可用作表达宿主的哺乳动物细胞系是本领域已知的,并且包括许多可从美国典型培养物保藏中心(ATCC),马纳萨斯(Manassas),VA获得的永生化细胞系,包括但不限于中国仓鼠卵巢(CHO)细胞、HEK 293细胞、NSO细胞、HeLa细胞、幼仓鼠肾(BHK)细胞、猴肾细胞(COS)、人类肝细胞癌细胞(例如Hep G2)和许多其它细胞系。非哺乳动物细胞包括但不限于细菌、酵母、昆虫和植物,其也可用于表达重组抗体。在一些实施例中,抗体可以在转基因动物如牛或鸡中产生。
本文提供的抗EMP2抗体可以进一步包括附接到其上的标记物或可检测部分。“标记物”或“可检测部分”是可通过分光镜、光化学、生物化学、免疫化学、化学或其它物理方式检测的组合物。例如,有用的标记物包括32P、荧光染料、电子致密试剂、酶(例如,如ELISA中常用的)、生物素、地高辛或半抗原和蛋白质,其可进行检测,例如通过将放射性标记物并入到肽或用于检测与肽特异性反应的抗体。
PD-1/PD-L1途径拮抗剂
本文提供的本发明组合物包括PD-1/PD-L1途径拮抗剂。如本文所用,“PD-1/PD-L1途径拮抗剂”是指拮抗、抑制、遏制或负调节为PD-1/PD-L1(例如,PD-1或PD-L1)途径的一部分的蛋白质的活性的试剂。
PD-1/PD-L1途径抑制剂为癌症的治疗提供了有希望的途径。此类抑制剂可通过阻断抑制性PD-L1和PD-1分子起作用,从而抑制保护癌症免受T细胞影响和促进或增强抗癌免疫反应的机制。如本文所述,包括抗EMP2抗体和PD-1/PD-L1途径拮抗剂的组合疗法为治疗某些癌症(表达EMP-2的癌症,例如乳腺癌)提供了出乎意料的协同效应。

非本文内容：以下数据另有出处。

use std::collections::VecDeque;
use std::f64::consts::PI;

use fastDbscan::prelude::*;
use rand::rngs::StdRng;
use rand::{Rng, SeedableRng};

fn init_tracing() {
    let _ = tracing_subscriber::fmt()
        .with_env_filter(tracing_subscriber::EnvFilter::from_default_env())
        .with_test_writer()
        .try_init();
}

/// Three dense blobs far apart, plus isolated outliers at the end.
fn blobs(seed: u64) -> Vec<[f64; 2]> {
    let mut rng = StdRng::seed_from_u64(seed);
    let mut points = Vec::new();

    for center in [[0.0, 0.0], [40.0, 0.0], [0.0, 40.0]] {
        for _ in 0..200 {
            let r = 2.0 * rng.random_range(0.0f64..1.0).sqrt();
            let theta = rng.random_range(0.0..2.0 * PI);
            points.push([center[0] + r * theta.cos(), center[1] + r * theta.sin()]);
        }
    }
    for i in 0..10 {
        points.push([1000.0 + 100.0 * i as f64, -500.0]);
    }
    points
}

/// Single-threaded DBSCAN used as the reference partition.
fn sequential_labels(points: &[[f64; 2]], epsilon: f64, min_pts: usize) -> Vec<usize> {
    let eps_sq = epsilon * epsilon;
    let neighbors = |i: usize| -> Vec<usize> {
        (0..points.len())
            .filter(|&j| {
                let dx = points[i][0] - points[j][0];
                let dy = points[i][1] - points[j][1];
                dx * dx + dy * dy <= eps_sq
            })
            .collect()
    };

    let mut labels = vec![0; points.len()];
    let mut visited = vec![false; points.len()];
    let mut next = 0;

    for seed in 0..points.len() {
        if visited[seed] {
            continue;
        }
        visited[seed] = true;
        let seeds = neighbors(seed);
        if seeds.len() < min_pts {
            continue;
        }

        next += 1;
        labels[seed] = next;
        let mut frontier: VecDeque<usize> = seeds.into_iter().collect();
        while let Some(q) = frontier.pop_front() {
            if labels[q] == 0 {
                labels[q] = next;
            }
            if visited[q] {
                continue;
            }
            visited[q] = true;
            let around = neighbors(q);
            if around.len() >= min_pts {
                frontier.extend(around);
            }
        }
    }
    labels
}

fn fit(points: &[[f64; 2]], epsilon: f64, min_pts: usize, workers: usize) -> DbscanResult<f64> {
    Dbscan::new()
        .epsilon(epsilon)
        .min_pts(min_pts)
        .max_concurrency(workers)
        .adapter(Batch)
        .build()
        .unwrap()
        .fit(points)
        .unwrap()
}

#[test]
fn test_one_and_sixteen_workers_agree() {
    init_tracing();
    let points = blobs(7);

    let single = fit(&points, 0.8, 4, 1);
    let pooled = fit(&points, 0.8, 4, 16);

    assert_eq!(single.n_clusters, 3);
    assert_eq!(single.n_noise, 10);
    assert!(single.same_partition(&pooled));
    assert_eq!(single.core, pooled.core);
    assert_eq!(single.diagnostics.clusters_merged, 0);
}

#[test]
fn test_matches_sequential_reference() {
    let points = blobs(11);
    let expected = sequential_labels(&points, 0.8, 4);

    let res = fit(&points, 0.8, 4, 8);

    assert!(same_partition(&res.labels, &expected));
}

#[test]
fn test_repeated_runs_give_the_same_partition() {
    let points = blobs(3);
    let model = Dbscan::new()
        .epsilon(0.8)
        .min_pts(4)
        .adapter(Batch)
        .max_concurrency(16)
        .build()
        .unwrap();

    let first = model.fit(&points).unwrap();
    for _ in 0..5 {
        let again = model.fit(&points).unwrap();
        assert!(first.same_partition(&again));
        assert_eq!(first.n_clusters, again.n_clusters);
    }
}

#[test]
fn test_long_chain_is_one_cluster_under_contention() {
    init_tracing();
    // Every worker seeds its own fragment of the same chain.
    let points: Vec<[f64; 2]> = (0..3000).map(|i| [i as f64 * 0.5, 0.0]).collect();

    for _ in 0..3 {
        let res = fit(&points, 0.6, 2, 16);
        assert_eq!(res.n_clusters, 1);
        assert_eq!(res.n_noise, 0);
        assert!(res.labels.iter().all(|&l| l == 1));
        assert_eq!(
            res.diagnostics.clusters_seeded - res.diagnostics.clusters_merged,
            1
        );
    }
}

#[test]
fn test_every_point_gets_a_label() {
    let points = blobs(19);

    let res = fit(&points, 0.8, 4, 4);

    assert_eq!(res.labels.len(), points.len());
    assert_eq!(
        res.labels.iter().filter(|&&l| l == NOISE).count(),
        res.n_noise
    );
    assert!(res.labels.iter().all(|&l| l <= res.n_clusters));
    assert_eq!(res.points, points);
}

#[test]
fn test_dense_blob_keeps_conflicts_linear() {
    let mut rng = StdRng::seed_from_u64(5);
    let points: Vec<[f64; 2]> = (0..3000)
        .map(|_| [rng.random_range(0.0..0.5), rng.random_range(0.0..0.5)])
        .collect();

    let res = Dbscan::new()
        .epsilon(1.0)
        .min_pts(2)
        .max_neighbors(points.len())
        .max_concurrency(16)
        .adapter(Batch)
        .build()
        .unwrap()
        .fit(&points)
        .unwrap();

    assert_eq!(res.n_clusters, 1);
    assert_eq!(res.n_noise, 0);
    assert!(res.diagnostics.conflicts <= points.len());
    assert!(res.diagnostics.clusters_merged < res.diagnostics.clusters_seeded);
    // Each point's neighborhood is computed exactly once.
    assert_eq!(res.diagnostics.neighbor_queries, points.len());
}

/// 300 well separated groups of 8 points.
fn groups() -> Vec<[f64; 2]> {
    let mut points = Vec::new();
    for g in 0..300 {
        let base = g as f64 * 10.0;
        for k in 0..8 {
            points.push([base + (k % 4) as f64 * 0.25, (k / 4) as f64 * 0.25]);
        }
    }
    points
}

#[test]
fn test_cancellation_from_another_thread() {
    let points = groups();
    let reference = fit(&points, 0.5, 3, 1);
    assert_eq!(reference.n_clusters, 300);

    let token = CancellationToken::new();
    let model = Dbscan::new()
        .epsilon(0.5)
        .min_pts(3)
        .adapter(Batch)
        .max_concurrency(4)
        .cancellation(token.clone())
        .build()
        .unwrap();

    let canceller = std::thread::spawn(move || token.cancel());
    let outcome = model.fit(&points);
    canceller.join().unwrap();

    // A run that beat the signal is complete; otherwise no labels escape.
    match outcome {
        Ok(res) => assert!(res.same_partition(&reference)),
        Err(err) => assert_eq!(err, DbscanError::Cancelled),
    }
}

PD-1/PD-L1途径的抑制剂包括例如阻断PD-1/PD-L1相互作用的试剂。在一些实施例中,PD-1/PD-L1途径拮抗剂是抗PD-1抗体。在某些实施例中,抗体是抗PD-1抗体,其结合于PD-1并抑制PD-L1与PD-1的结合。在一些实施例中,PD-1/PD-L1途径拮抗剂是抗PD-L1抗体。在某些实施例中,抗体是抗PD-L1抗体,其结合于PD-L1并抑制PD-L1与PD-1的结合。
可用于本发明组合物和方法的抗PD-1和抗PDL-1抗体包括全长免疫球蛋白(或其重组对应物)以及包含表位结合位点的免疫球蛋白片段(例如Fab′、F(ab′)2或其它片段)可用作本文所述方法中的抗体部分。可通过无花果蛋白酶、胃蛋白酶、木瓜蛋白酶或其它蛋白酶裂解从全免疫球蛋白产生此类抗体片段。可以使用重组免疫球蛋白技术设计“片段”或最小免疫球蛋白。例如,用于本发明的“Fv”免疫球蛋白可以通过经由肽连接子(例如,聚甘氨酸或不形成α螺旋或β片层基序的其它序列)将可变轻链区连接到可变重链区而产生。
识别特定表位的抗体片段可以通过本领域众所周知的技术产生。例如,可以通过胃蛋白酶消化抗体分子产生F(ab′)2片段,并且可以通过还原F(ab′)2片段的二硫键产生Fab片段。单链抗体(Fv)可以从含有人类可变区的噬菌体文库产生。参见美国专利第6,174,708号。鞘内给予单链免疫毒素LMB-7[B3(Fv)-PE38]已显示在大鼠模型中治愈癌性脑膜炎。《美国国家科学协会公报(Proc Natl.Acad.Sci USA)》92,2765-9,其均以引用的方式整体并入本文中。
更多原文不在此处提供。